(EXERCISE INSTRUCTIONS) Copy out the lines below that hold the word "read".

Stored items:
◆ ◆ ◆ ◆ ◆
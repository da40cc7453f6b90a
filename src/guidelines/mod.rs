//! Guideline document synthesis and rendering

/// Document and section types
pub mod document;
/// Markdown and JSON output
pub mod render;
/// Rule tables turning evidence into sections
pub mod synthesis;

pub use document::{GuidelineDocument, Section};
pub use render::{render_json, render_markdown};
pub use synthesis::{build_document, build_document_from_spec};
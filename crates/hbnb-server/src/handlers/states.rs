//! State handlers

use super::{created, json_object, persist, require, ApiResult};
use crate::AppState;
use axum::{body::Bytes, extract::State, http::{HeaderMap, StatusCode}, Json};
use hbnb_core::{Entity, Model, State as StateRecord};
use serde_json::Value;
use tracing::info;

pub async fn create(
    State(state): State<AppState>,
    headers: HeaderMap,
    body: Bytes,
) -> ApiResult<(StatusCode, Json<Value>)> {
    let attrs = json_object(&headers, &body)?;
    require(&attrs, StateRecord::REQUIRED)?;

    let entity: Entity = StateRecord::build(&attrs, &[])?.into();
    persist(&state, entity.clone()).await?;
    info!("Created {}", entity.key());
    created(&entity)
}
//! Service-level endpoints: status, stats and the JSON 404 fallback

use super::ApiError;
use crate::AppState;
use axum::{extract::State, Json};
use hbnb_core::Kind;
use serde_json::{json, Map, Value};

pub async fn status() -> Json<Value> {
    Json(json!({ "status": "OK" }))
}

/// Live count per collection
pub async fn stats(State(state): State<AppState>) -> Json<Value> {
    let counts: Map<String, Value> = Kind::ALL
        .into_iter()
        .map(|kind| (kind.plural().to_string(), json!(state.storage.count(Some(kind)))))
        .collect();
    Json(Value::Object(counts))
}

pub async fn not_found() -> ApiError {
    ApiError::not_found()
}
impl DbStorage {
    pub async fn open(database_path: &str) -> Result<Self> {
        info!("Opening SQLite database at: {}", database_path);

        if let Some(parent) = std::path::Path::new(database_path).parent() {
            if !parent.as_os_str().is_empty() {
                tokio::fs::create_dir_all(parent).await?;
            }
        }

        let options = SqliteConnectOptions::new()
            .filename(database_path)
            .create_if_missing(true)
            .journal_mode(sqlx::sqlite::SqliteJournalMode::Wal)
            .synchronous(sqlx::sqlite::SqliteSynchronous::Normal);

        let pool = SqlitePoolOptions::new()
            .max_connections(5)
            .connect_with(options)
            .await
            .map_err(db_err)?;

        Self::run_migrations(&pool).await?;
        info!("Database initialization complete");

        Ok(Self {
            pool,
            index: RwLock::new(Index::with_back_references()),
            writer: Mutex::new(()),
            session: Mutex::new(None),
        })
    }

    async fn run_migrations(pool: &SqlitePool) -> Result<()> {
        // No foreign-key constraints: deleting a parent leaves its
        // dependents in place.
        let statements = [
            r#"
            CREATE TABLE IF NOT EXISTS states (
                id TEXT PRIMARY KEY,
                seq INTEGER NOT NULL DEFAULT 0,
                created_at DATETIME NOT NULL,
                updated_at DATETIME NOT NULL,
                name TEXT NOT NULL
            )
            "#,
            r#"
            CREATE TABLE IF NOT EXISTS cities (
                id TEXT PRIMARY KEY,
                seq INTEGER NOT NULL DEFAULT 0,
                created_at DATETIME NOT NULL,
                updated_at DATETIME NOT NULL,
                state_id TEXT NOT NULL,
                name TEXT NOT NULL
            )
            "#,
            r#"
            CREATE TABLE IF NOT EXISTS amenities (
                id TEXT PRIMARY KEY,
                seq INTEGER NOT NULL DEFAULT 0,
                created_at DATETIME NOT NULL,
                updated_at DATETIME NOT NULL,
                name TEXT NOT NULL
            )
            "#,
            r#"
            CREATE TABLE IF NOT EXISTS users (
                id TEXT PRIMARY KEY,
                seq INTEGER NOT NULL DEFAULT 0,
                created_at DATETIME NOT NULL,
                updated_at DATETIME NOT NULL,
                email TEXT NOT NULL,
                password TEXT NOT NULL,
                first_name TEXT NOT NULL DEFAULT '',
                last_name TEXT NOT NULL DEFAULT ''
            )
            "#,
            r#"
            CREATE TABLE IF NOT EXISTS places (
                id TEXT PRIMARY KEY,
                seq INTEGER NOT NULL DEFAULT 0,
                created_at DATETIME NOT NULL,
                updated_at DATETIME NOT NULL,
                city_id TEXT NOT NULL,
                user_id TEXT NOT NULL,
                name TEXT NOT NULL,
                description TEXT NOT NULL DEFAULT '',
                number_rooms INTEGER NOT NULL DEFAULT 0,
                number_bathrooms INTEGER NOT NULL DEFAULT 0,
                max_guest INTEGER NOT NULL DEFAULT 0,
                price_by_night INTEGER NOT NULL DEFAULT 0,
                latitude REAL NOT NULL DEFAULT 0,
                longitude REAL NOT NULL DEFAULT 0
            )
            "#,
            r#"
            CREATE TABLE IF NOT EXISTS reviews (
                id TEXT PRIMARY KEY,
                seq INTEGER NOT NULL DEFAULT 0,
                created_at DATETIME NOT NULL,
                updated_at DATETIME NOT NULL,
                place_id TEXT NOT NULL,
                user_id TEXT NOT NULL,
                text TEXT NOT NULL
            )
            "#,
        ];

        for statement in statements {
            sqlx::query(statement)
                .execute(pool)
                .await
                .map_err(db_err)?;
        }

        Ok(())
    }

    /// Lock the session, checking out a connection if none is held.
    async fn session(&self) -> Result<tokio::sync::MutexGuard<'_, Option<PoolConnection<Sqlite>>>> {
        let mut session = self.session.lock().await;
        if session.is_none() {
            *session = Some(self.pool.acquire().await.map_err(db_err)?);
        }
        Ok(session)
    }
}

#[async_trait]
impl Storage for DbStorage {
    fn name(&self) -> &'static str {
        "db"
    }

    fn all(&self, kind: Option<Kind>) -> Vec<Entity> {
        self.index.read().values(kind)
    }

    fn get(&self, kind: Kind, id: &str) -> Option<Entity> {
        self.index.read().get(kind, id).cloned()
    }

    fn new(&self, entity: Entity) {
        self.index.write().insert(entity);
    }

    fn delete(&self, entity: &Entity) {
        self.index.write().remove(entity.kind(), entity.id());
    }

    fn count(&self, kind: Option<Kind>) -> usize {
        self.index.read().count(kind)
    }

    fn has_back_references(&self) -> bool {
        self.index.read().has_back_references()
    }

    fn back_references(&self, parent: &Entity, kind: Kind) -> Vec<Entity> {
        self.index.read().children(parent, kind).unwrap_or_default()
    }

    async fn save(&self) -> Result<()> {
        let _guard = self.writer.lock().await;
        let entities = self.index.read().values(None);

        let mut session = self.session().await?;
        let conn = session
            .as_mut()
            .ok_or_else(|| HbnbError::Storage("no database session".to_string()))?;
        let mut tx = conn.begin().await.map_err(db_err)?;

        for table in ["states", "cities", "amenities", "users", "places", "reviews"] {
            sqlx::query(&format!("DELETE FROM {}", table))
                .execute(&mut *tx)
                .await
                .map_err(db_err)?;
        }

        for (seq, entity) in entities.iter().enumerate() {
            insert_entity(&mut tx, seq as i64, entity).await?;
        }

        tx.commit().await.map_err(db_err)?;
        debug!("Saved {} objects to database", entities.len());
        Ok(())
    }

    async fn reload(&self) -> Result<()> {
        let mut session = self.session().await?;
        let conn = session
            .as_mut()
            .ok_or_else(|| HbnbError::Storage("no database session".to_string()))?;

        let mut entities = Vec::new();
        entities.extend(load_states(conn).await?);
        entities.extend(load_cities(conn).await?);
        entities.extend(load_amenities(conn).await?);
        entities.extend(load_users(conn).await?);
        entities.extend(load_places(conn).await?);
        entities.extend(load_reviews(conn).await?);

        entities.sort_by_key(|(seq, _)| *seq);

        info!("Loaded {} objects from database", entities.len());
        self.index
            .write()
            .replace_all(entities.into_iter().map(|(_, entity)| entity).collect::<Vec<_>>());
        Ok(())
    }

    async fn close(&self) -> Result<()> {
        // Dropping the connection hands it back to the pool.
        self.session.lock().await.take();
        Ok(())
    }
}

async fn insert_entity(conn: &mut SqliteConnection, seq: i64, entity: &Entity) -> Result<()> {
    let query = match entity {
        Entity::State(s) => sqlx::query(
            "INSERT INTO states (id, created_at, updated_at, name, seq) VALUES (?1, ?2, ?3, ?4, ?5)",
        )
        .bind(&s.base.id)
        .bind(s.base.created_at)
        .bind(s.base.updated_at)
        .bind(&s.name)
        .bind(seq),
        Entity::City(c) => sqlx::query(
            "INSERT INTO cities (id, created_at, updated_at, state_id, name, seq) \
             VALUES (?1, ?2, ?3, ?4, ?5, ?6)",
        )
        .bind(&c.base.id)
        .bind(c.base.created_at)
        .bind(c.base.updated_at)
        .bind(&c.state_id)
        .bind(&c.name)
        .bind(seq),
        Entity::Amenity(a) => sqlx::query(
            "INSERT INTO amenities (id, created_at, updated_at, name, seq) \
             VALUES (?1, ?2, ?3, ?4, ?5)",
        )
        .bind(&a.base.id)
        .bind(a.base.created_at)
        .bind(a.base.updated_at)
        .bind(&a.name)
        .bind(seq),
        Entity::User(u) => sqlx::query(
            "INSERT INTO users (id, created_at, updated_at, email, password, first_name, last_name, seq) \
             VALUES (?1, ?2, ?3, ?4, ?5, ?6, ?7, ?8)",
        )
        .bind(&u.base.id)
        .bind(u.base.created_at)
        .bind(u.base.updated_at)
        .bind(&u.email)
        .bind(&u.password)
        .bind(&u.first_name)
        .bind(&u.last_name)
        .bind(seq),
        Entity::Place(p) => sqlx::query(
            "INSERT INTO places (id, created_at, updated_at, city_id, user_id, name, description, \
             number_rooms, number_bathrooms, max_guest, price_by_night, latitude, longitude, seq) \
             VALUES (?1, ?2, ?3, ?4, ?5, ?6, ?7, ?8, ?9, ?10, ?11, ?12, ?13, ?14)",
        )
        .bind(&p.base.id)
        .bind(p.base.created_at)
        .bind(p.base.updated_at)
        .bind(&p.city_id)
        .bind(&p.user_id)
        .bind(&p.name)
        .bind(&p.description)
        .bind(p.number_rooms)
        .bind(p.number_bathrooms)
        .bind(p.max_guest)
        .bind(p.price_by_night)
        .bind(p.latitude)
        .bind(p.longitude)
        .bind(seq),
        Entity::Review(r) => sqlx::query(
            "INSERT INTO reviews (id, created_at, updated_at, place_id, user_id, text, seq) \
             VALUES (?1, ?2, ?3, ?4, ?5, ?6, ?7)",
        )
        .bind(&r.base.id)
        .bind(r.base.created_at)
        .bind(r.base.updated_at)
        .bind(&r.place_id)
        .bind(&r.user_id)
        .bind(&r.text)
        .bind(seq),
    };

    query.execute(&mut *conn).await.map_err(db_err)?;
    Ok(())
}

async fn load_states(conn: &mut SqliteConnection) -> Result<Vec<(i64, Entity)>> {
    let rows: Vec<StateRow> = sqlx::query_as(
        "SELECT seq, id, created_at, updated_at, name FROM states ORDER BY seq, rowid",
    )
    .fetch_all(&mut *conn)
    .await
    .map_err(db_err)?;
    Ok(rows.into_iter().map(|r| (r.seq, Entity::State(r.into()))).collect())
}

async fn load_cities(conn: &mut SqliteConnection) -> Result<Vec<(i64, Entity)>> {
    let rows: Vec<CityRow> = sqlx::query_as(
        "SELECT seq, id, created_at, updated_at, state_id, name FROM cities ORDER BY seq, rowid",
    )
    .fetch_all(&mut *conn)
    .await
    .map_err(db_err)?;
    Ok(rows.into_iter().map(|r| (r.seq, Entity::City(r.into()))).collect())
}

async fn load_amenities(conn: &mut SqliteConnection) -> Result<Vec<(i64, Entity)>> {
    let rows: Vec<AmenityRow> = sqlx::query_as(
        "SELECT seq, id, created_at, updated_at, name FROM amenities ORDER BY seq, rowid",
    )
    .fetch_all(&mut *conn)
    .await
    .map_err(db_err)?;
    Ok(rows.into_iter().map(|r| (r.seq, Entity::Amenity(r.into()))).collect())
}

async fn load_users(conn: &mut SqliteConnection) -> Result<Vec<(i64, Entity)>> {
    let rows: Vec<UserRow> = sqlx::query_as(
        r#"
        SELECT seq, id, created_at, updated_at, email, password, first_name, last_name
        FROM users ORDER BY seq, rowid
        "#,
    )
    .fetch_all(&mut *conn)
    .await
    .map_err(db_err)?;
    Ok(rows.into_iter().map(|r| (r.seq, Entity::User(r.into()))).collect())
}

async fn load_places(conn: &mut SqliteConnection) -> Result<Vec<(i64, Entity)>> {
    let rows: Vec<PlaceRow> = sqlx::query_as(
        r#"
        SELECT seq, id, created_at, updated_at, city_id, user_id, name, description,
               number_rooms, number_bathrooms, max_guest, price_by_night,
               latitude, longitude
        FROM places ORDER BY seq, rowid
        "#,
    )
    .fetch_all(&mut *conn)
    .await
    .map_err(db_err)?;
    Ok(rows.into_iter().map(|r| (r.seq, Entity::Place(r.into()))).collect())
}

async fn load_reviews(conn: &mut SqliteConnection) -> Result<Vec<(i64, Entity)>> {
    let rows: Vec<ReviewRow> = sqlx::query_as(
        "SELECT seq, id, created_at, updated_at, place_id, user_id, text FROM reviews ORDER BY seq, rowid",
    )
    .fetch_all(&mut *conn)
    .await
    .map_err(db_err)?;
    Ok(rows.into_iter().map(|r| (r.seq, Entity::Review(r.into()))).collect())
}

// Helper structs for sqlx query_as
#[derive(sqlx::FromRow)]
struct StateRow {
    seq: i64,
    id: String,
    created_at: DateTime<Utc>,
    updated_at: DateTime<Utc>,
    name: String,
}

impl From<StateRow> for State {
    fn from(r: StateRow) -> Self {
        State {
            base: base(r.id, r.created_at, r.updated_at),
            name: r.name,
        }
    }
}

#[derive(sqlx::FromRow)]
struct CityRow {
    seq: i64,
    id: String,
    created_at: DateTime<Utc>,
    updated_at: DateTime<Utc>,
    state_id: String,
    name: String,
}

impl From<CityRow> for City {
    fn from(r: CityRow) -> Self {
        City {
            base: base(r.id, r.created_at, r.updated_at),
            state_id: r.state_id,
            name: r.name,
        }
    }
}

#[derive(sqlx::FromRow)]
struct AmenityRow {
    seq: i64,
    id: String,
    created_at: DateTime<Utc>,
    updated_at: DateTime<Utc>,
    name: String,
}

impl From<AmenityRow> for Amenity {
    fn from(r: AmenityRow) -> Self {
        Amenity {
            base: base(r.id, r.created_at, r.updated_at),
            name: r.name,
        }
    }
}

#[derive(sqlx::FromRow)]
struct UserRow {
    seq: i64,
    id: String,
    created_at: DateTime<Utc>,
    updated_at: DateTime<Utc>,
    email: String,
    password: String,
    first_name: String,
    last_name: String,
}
◆ ◆ ◆ ◆ ◆
(ANSWER FOR THIS EXERCISE)
        self.index.read().values(kind)
        self.index.read().get(kind, id).cloned()
        self.index.read().count(kind)
        self.index.read().has_back_references()
        self.index.read().children(parent, kind).unwrap_or_default()
        let entities = self.index.read().values(None);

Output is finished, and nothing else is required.